**Task description:** Starting with the line containing "canonical query plan" and going on through the line containing "use super::TaskExecutor;", return the lines of the data below exactly, and only those.

Top of Exercise data

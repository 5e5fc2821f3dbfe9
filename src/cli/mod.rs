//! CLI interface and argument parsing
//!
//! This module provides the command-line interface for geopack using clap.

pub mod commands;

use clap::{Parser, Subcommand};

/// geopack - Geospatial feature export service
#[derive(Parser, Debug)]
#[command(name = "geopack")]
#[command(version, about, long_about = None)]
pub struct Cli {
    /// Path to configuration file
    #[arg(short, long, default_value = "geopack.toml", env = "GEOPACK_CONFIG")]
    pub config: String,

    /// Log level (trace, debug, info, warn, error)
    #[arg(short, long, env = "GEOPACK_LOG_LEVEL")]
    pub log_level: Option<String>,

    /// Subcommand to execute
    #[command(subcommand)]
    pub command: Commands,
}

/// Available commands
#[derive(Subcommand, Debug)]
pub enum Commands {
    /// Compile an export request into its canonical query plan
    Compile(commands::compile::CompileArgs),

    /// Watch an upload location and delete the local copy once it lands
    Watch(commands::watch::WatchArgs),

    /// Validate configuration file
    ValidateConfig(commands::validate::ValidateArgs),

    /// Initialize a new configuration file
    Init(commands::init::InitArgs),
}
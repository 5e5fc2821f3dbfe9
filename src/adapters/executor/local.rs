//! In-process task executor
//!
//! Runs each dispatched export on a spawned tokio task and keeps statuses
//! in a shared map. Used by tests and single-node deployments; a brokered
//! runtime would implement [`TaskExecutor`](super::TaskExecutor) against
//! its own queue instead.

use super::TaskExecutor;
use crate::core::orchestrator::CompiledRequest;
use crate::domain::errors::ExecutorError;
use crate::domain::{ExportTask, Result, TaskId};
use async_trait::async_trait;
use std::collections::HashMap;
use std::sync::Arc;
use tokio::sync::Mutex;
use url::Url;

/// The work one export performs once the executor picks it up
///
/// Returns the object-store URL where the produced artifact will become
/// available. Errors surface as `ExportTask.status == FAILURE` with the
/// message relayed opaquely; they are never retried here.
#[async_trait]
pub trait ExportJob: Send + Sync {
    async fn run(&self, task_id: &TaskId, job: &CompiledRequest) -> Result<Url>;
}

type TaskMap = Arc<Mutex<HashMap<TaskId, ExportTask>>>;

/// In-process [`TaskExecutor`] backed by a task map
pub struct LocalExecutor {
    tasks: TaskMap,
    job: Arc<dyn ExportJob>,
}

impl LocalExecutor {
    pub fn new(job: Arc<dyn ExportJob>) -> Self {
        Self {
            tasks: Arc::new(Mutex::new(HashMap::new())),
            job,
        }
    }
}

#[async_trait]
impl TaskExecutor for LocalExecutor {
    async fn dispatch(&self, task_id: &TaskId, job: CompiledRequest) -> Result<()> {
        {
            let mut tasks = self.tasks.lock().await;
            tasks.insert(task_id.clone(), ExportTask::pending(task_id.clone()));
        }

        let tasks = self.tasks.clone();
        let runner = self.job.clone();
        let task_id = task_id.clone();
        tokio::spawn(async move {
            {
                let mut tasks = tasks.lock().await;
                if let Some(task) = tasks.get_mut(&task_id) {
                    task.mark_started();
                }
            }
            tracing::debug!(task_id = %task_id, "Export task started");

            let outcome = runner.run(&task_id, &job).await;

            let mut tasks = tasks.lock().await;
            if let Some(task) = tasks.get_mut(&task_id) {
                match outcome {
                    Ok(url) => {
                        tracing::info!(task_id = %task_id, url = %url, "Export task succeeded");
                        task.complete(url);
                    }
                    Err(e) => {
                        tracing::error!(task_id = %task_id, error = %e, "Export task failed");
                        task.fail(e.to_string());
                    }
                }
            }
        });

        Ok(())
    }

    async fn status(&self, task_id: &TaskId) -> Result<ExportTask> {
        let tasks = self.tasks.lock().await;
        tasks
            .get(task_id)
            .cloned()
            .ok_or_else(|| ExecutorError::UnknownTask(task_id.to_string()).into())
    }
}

Bottom of Exercise data

**Reply:**
    /// Compile an export request into its canonical query plan
    Compile(commands::compile::CompileArgs),

    /// Watch an upload location and delete the local copy once it lands
    Watch(commands::watch::WatchArgs),

    /// Validate configuration file
    ValidateConfig(commands::validate::ValidateArgs),

    /// Initialize a new configuration file
    Init(commands::init::InitArgs),
}
repository 5e5fc2821f3dbfe9
filename src/adapters/executor/local.rs
//! In-process task executor
//!
//! Runs each dispatched export on a spawned tokio task and keeps statuses
//! in a shared map. Used by tests and single-node deployments; a brokered
//! runtime would implement [`TaskExecutor`](super::TaskExecutor) against
//! its own queue instead.

use super::TaskExecutor;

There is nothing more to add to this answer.